In our study, the detected antioxidant enzyme activities were not affected by other important factors potentially influencing the enzyme levels, for example, by hyperglycemia, aging, duration of diabetes, and presence of macrovascular complications, due to the fact that in all groups of T2D patients had similar levels of metabolic and satisfactory metabolic control and that patients were matched in respect of age, duration of diabetes, and the prevalence of macrovascular complications.

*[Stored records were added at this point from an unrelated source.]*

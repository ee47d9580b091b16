use anyhow::{Context, Result};
use std::sync::Arc;
use tracing::info;

use crate::config::Config;
use crate::domain::repositories::{
    CandleRepository, EpisodeRepository, IndicatorRepository, IndicatorSetRepository,
    SignalRepository, StrategyRepository, StreamOffsetRepository,
};
use crate::infrastructure::persistence::database::Database;
use crate::infrastructure::persistence::repositories::{
    SqliteCandleRepository, SqliteEpisodeRepository, SqliteIndicatorRepository,
    SqliteIndicatorSetRepository, SqliteSignalRepository, SqliteStrategyRepository,
    SqliteStreamOffsetRepository,
};

pub struct PersistenceHandle {
    pub db: Database,
    pub candle_repository: Arc<dyn CandleRepository>,
    pub stream_offset_repository: Arc<dyn StreamOffsetRepository>,
    pub indicator_set_repository: Arc<dyn IndicatorSetRepository>,
    pub indicator_repository: Arc<dyn IndicatorRepository>,
    pub strategy_repository: Arc<dyn StrategyRepository>,
    pub episode_repository: Arc<dyn EpisodeRepository>,
    pub signal_repository: Arc<dyn SignalRepository>,
}

pub struct PersistenceBootstrap;

impl PersistenceBootstrap {
    pub async fn init(config: &Config) -> Result<PersistenceHandle> {
        info!(database_url = %config.database_url, "initializing persistence layer");

        let db = Database::new(&config.database_url)
            .await
            .context("failed to initialize database")?;

        Ok(PersistenceHandle {
            candle_repository: Arc::new(SqliteCandleRepository::new(db.pool.clone())),
            stream_offset_repository: Arc::new(SqliteStreamOffsetRepository::new(db.pool.clone())),
            indicator_set_repository: Arc::new(SqliteIndicatorSetRepository::new(db.pool.clone())),
            indicator_repository: Arc::new(SqliteIndicatorRepository::new(db.pool.clone())),
            strategy_repository: Arc::new(SqliteStrategyRepository::new(db.pool.clone())),
            episode_repository: Arc::new(SqliteEpisodeRepository::new(db.pool.clone())),
            signal_repository: Arc::new(SqliteSignalRepository::new(db.pool.clone())),
            db,
        })
    }
}
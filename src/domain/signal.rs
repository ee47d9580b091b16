//! Durable execution plans and their ordered steps.

use crate::domain::episode::Episode;
use crate::domain::types::{Dex, WithdrawMode};
use serde::{Deserialize, Serialize};

/// One step of a plan. Amounts and caps are never stored here: they are
/// resolved from live vault state immediately before the step runs.
#[derive(Debug, Clone, PartialEq, Serialize, Deserialize)]
#[serde(tag = "action", rename_all = "SCREAMING_SNAKE_CASE")]
pub enum Step {
    Collect {
        dex: Dex,
        alias: String,
    },
    Withdraw {
        dex: Dex,
        alias: String,
        mode: WithdrawMode,
    },
    SwapExactIn {
        dex: Dex,
        alias: String,
    },
    Rebalance {
        dex: Dex,
        alias: String,
        lower_price: f64,
        upper_price: f64,
    },
    NoopLegacy {
        reason: String,
        lower_price: f64,
        upper_price: f64,
    },
}

impl Step {
    pub fn action_name(&self) -> &'static str {
        match self {
            Step::Collect { .. } => "COLLECT",
            Step::Withdraw { .. } => "WITHDRAW",
            Step::SwapExactIn { .. } => "SWAP_EXACT_IN",
            Step::Rebalance { .. } => "REBALANCE",
            Step::NoopLegacy { .. } => "NOOP_LEGACY",
        }
    }
}

#[derive(Debug, Clone, Copy, PartialEq, Eq, Serialize, Deserialize)]
#[serde(rename_all = "SCREAMING_SNAKE_CASE")]
pub enum SignalType {
    OpenNewRange,
    RebalanceToRange,
    FullMaintenance,
}

#[derive(Debug, Clone, Copy, PartialEq, Eq, Serialize, Deserialize)]
#[serde(rename_all = "UPPERCASE")]
pub enum SignalStatus {
    Pending,
    Executed,
    Failed,
}

/// A durable, ordered plan to transition on-chain state toward a desired
/// episode. Keyed by `(strategy_id, ts, signal_type)`; re-emission upserts
/// in place rather than creating a duplicate.
#[derive(Debug, Clone, PartialEq, Serialize, Deserialize)]
pub struct Signal {
    pub strategy_id: String,
    pub ts: i64,
    pub signal_type: SignalType,
    pub status: SignalStatus,
    pub attempts: u32,
    pub cfg_hash: String,
    pub symbol: String,
    pub steps: Vec<Step>,
    /// Snapshot of the episode that produced this plan, embedded rather than
    /// referenced by id so edits to the strategy's live episode can't alter
    /// a plan already queued for execution.
    pub episode: Episode,
    pub last_error: Option<String>,
    pub created_at: i64,
    pub updated_at: i64,
}

/// Output of the reconciler: either nothing to do, or a new plan to upsert.
pub struct ReconcilePlan {
    pub signal_type: SignalType,
    pub steps: Vec<Step>,
}
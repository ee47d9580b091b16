pub mod binance_ws;
pub mod persistence;
pub mod vault_http;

The multiple regression analysis applied to our data has demonstrated that decreased IS together with the decreases in GR are related to both ATI and LI in T2D patients. In nondiabetics, the decreases in Si levels and the diminished GR are found to be related only to ATI. The analysis reveals the potential difference in the mechanisms underlying the onset of the two subtypes of the stroke in T2D patients compared to nondiabetics. The results imply that higher levels of insulin resistance combined with lower levels of GR, detected in T2D patients compared to nondiabetics, were underlying the onset of LI together ATI in T2D in contrast to the findings in nondiabetics. In this context, our results are consistent with the findings that LI represents the most frequent ischemic stroke subtype in T2D. Taken together, our data imply that insulin resistance exerts its pathogenic influence on the level of gluthatione dependent antioxidant enzymes, especially in T2D.

5. Conclusions

In conclusion, our results suggest that the presence of different subtypes of ischemic stroke is associated with insulin resistance and diminished antioxidant enzyme activity in both subtypes of ischemic stroke in T2D. The results also imply that atherogenic influence of decreased IS in the different subtypes of stroke in T2D might be exerted through a significantly reduced glutathione dependent antioxidant enzyme activity, while the mechanisms relating the effects of insulin resistance and decreased antioxidant enzyme activity remain to be clarified.

Conflict of Interests

The authors have no financial interests or other conflict of interests.

Acknowledgment

This work was funded by projects 175097 from the Ministry of Science, Republic of Serbia.